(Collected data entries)
#####
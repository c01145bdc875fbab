//! Lang CLI
//!
//! Runs source files or an interactive session on the tree-walking
//! evaluator.

mod frontend;
mod repl;
mod report;
mod run;

use std::sync::Once;

static TRACING_INIT: Once = Once::new();

/// Install the hierarchical log subscriber, only when `RUST_LOG` is set.
fn init_tracing() {
    TRACING_INIT.call_once(|| {
        use tracing_subscriber::{prelude::*, EnvFilter};
        use tracing_tree::HierarchicalLayer;

        if std::env::var("RUST_LOG").is_ok() {
            tracing_subscriber::registry()
                .with(EnvFilter::from_default_env())
                .with(HierarchicalLayer::new(2).with_targets(true))
                .init();
        }
    });
}

/// Options shared by every command.
#[derive(Clone, Copy, Debug, Default, PartialEq, Eq)]
pub(crate) struct Options {
    /// Deepest allowed nesting of function calls; unlimited when `None`.
    pub max_call_depth: Option<usize>,
}

impl Options {
    pub(crate) fn builder(self) -> lang_eval::InterpreterBuilder {
        let builder = lang_eval::Interpreter::builder();
        match self.max_call_depth {
            Some(depth) => builder.max_call_depth(depth),
            None => builder,
        }
    }

    pub(crate) fn interpreter(self) -> lang_eval::Interpreter {
        self.builder().build()
    }
}

fn main() {
    init_tracing();

    let mut options = Options::default();
    let mut positional = Vec::new();
    for arg in std::env::args().skip(1) {
        if let Some(value) = arg.strip_prefix("--max-depth=") {
            match value.parse::<usize>() {
                Ok(depth) => options.max_call_depth = Some(depth),
                Err(_) => {
                    eprintln!("error: invalid --max-depth value `{value}`");
                    std::process::exit(2);
                }
            }
        } else if arg == "--help" || arg == "-h" {
            print_usage();
            return;
        } else {
            positional.push(arg);
        }
    }

    let Some(command) = positional.first() else {
        repl::repl(options);
        return;
    };

    match command.as_str() {
        "run" => {
            let Some(path) = positional.get(1) else {
                eprintln!("Usage: lang run <file> [--max-depth=<n>]");
                std::process::exit(1);
            };
            std::process::exit(run::run_file(path, options));
        }
        "repl" => repl::repl(options),
        "help" => print_usage(),
        other => {
            eprintln!("error: unknown command `{other}`");
            eprintln!();
            print_usage();
            std::process::exit(1);
        }
    }
}

fn print_usage() {
    println!("Lang interpreter");
    println!();
    println!("Usage: lang <command> [options]");
    println!();
    println!("Commands:");
    println!("  run <file>       Evaluate a source file");
    println!("  repl             Start an interactive session (default)");
    println!("  help             Show this message");
    println!();
    println!("Options:");
    println!("  --max-depth=<n>  Fail instead of nesting more than <n> calls");
    println!();
    println!("Set RUST_LOG (e.g. RUST_LOG=lang_eval=debug) to enable logging.");
}
//! Expression evaluation.

use lang_ir::{Expr, ExprKind};
use lang_stack::ensure_sufficient_stack;

use super::{lift, Interpreter};
use crate::errors::{identifier_not_found, index_not_supported};
use crate::operators::evaluate_binary;
use crate::unary_operators::evaluate_unary;
use crate::{BuiltinFunction, ControlAction, Environment, EvalError, EvalResult, Value};

impl Interpreter {
    pub(crate) fn eval_expr(&mut self, expr: &Expr, env: &Environment) -> EvalResult {
        ensure_sufficient_stack(|| self.eval_expr_inner(expr, env))
    }

    fn eval_expr_inner(&mut self, expr: &Expr, env: &Environment) -> EvalResult {
        match &expr.kind {
            ExprKind::Int(n) => Ok(Value::int(*n)),
            ExprKind::Str(s) => Ok(Value::string(s.as_str())),
            ExprKind::Bool(b) => Ok(Value::bool(*b)),
            ExprKind::Array(elements) => {
                let values = self.eval_exprs(elements, env)?;
                Ok(Value::array(values))
            }
            ExprKind::Ident(name) => lookup(name, env),
            ExprKind::Prefix { op, operand } => {
                let value = self.eval_expr(operand, env)?;
                Ok(evaluate_unary(&value, *op)?)
            }
            // Left operand first, then right; no short-circuiting.
            ExprKind::Infix { op, left, right } => {
                let left = self.eval_expr(left, env)?;
                let right = self.eval_expr(right, env)?;
                Ok(evaluate_binary(&left, &right, *op)?)
            }
            ExprKind::Index { collection, index } => {
                let collection = self.eval_expr(collection, env)?;
                let index = self.eval_expr(index, env)?;
                Ok(eval_index(&collection, &index)?)
            }
            ExprKind::Function(literal) => Ok(Value::function(literal.clone(), env.clone())),
            ExprKind::Call { callee, args } => {
                let callee = self.eval_expr(callee, env)?;
                let args = self.eval_exprs(args, env)?;
                Ok(self.call_value(&callee, args)?)
            }
            ExprKind::If {
                condition,
                consequence,
                alternative,
            } => {
                let condition = self.eval_expr(condition, env)?;
                if condition.is_truthy() {
                    self.eval_block(consequence, env)
                } else if let Some(alternative) = alternative {
                    self.eval_block(alternative, env)
                } else {
                    Ok(Value::Null)
                }
            }
        }
    }

    /// Evaluate left to right, stopping at the first failure.
    fn eval_exprs(
        &mut self,
        exprs: &[Expr],
        env: &Environment,
    ) -> Result<Vec<Value>, ControlAction> {
        exprs.iter().map(|expr| self.eval_expr(expr, env)).collect()
    }
}

/// Resolve a name: the environment chain first, then the builtin library.
pub(super) fn lookup(name: &str, env: &Environment) -> EvalResult {
    if let Some(value) = env.get(name) {
        return lift(value);
    }
    match BuiltinFunction::lookup(name) {
        Some(builtin) => Ok(Value::builtin(builtin)),
        None => Err(identifier_not_found(name).into()),
    }
}

/// `array[integer]`; anything outside `0..len` is `null`.
fn eval_index(collection: &Value, index: &Value) -> Result<Value, EvalError> {
    match (collection, index) {
        (Value::Array(items), Value::Int(i)) => Ok(usize::try_from(*i)
            .ok()
            .and_then(|i| items.get(i))
            .cloned()
            .unwrap_or(Value::Null)),
        _ => Err(index_not_supported(collection.kind(), index.kind())),
    }
}
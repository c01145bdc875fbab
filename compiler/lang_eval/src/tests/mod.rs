//! Evaluator tests over real source text.
//!
//! - `scenario_tests`: End-to-end programs
//! - `closure_tests`: Capture, shadowing, recursion and `apply`
//! - `control_flow_tests`: Conditionals, `return`, errors, loops
//! - `builtin_tests`: Builtins that call back into the interpreter
//! - `property_tests`: Algebraic laws of operators and builtins

#![allow(clippy::unwrap_used, clippy::expect_used)]

mod closure_tests;

use crate::{buffer_handler, scripted_handler, Environment, Interpreter, Value};

/// Lex and parse `source`, failing the test on any front-end error.
pub(crate) fn parse_program(source: &str) -> lang_ir::Program {
    let lexed = lang_lexer::lex(source);
    assert!(lexed.errors.is_empty(), "lex errors: {:?}", lexed.errors);
    let parsed = lang_parse::parse(&lexed.tokens);
    assert!(!parsed.has_errors(), "parse errors: {:?}", parsed.errors);
    parsed.program
}

/// Evaluate `source` in `env` with an existing interpreter.
pub(crate) fn eval_in(interpreter: &mut Interpreter, env: &Environment, source: &str) -> Value {
    let program = parse_program(source);
    interpreter.evaluate(&program, env)
}

/// Evaluate `source` in a fresh environment, returning the result and
/// everything it printed.
pub(crate) fn run_with_input(source: &str, input: &[&str]) -> (Value, String) {
    let output = buffer_handler();
    let mut interpreter = Interpreter::builder()
        .print_handler(output.clone())
        .input_handler(scripted_handler(input.iter().copied()))
        .build();
    let value = eval_in(&mut interpreter, &Environment::new(), source);
    (value, output.output())
}

pub(crate) fn run(source: &str) -> Value {
    run_with_input(source, &[]).0
}

/// Message of an error result, failing the test on success.
pub(crate) fn error_message(value: &Value) -> String {
    match value.as_error() {
        Some(error) => error.message.clone(),
        None => panic!("expected an error, got {value:?}"),
    }
}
#####
> Task description:
From the records above, pull every line that carries the word "builder".

> Reply to the exercise:
    pub(crate) fn builder(self) -> lang_eval::InterpreterBuilder {
        let builder = lang_eval::Interpreter::builder();
            Some(depth) => builder.max_call_depth(depth),
            None => builder,
        self.builder().build()
    let mut interpreter = Interpreter::builder()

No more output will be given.